25 July 2010

cream of the crop

the term "livin' high on the hog," i believe refers to certain premium cuts of meat, which happen to be located in the higher sections of the animal. as a (mostly) vegetarian, that phrase isn't exactly apropos. but, i will say, that given the current (rather dismal) economic climate of our household (which i won't go into here), damn--do we live well?! the abundance of a garden can make you feel like a queen. in the peak of the summer, a meal that prominently features fresh tomatoes and sweet corn, is about as good as it gets, as far as i'm concerned. that's what we had last night.

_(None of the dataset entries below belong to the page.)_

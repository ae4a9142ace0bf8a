//! # resource-lint-schema
//!
//! Extraction of Terraform schema definitions from provider sources.
//!
//! The checks never look at raw syntax for schemas; they read the facts
//! published by the analyzers in this crate:
//!
//! | Analyzer | Fact | Contents |
//! |----------|------|----------|
//! | `schema-local` | [`LocalSchemas`] | schema maps and standalone schemas declared in the package, calls left unresolved |
//! | `schema-common` | `Arc<CommonSchemas>` | schemas returned by the vendored `commonschema` helpers |
//! | `schema-complete` | [`CompleteSchemas`] | schema maps with calls followed across packages |
//! | `typed-resource` | [`TypedResources`] | typed resources, lifecycle methods and model mappings |
//!
//! Resolution is purely syntactic. Maps built at runtime (loops, feature
//! flags) come out incomplete; consumers check [`SchemaMap::is_complete`]
//! and skip rather than guess.

#![forbid(unsafe_code)]
#![warn(missing_docs)]

pub mod common;
pub mod complete;
pub mod filter;
pub mod literal;
pub mod local;
pub mod model;
pub mod resolve;
pub mod typed;

pub use common::{CommonSchemaAnalyzer, CommonSchemaCache, CommonSchemas, COMMON_SCHEMA_PACKAGE};
pub use complete::{CompleteSchemaAnalyzer, CompleteSchemas};
pub use local::{LocalSchemaAnalyzer, LocalSchemas};
pub use model::{FlagSite, SchemaElem, SchemaField, SchemaInfo, SchemaMap, SchemaType, UnresolvedKey};
pub use resolve::{Resolved, Resolver, SchemaExpr, Site};
pub use typed::{ModelField, TypedResourceAnalyzer, TypedResourceInfo, TypedResources};

use resource_lint_core::AnalyzerBox;

/// The extraction analyzers, to be registered ahead of the checks.
#[must_use]
pub fn extraction_analyzers() -> Vec<AnalyzerBox> {
    vec![
        Box::new(LocalSchemaAnalyzer),
        Box::new(CommonSchemaAnalyzer::new()),
        Box::new(CompleteSchemaAnalyzer),
        Box::new(TypedResourceAnalyzer),
    ]
}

i've already told you that our corn is over eight feet tall. well, the ears are getting so fat, that every time it rains, several stalks just topple over. i think this is because 1) the stalks, being so laden with ears of corn, are very heavy, and when they collect extra water in their foliage and silks, it just become too much for the shallow roots to support, and 2) because the corn was planted in mounds (as recommended for the 3 sisters garden) there is a bit of washing-away-of-soil (erosion?) when it rains, making it even more difficult for those roots to keep the stalks upright. in any case, it is quite distressing when it happens, and carl and i have been out there in the mud, searching for any scrap of something tall enough, and sturdy enough to support bundles of corn stalks.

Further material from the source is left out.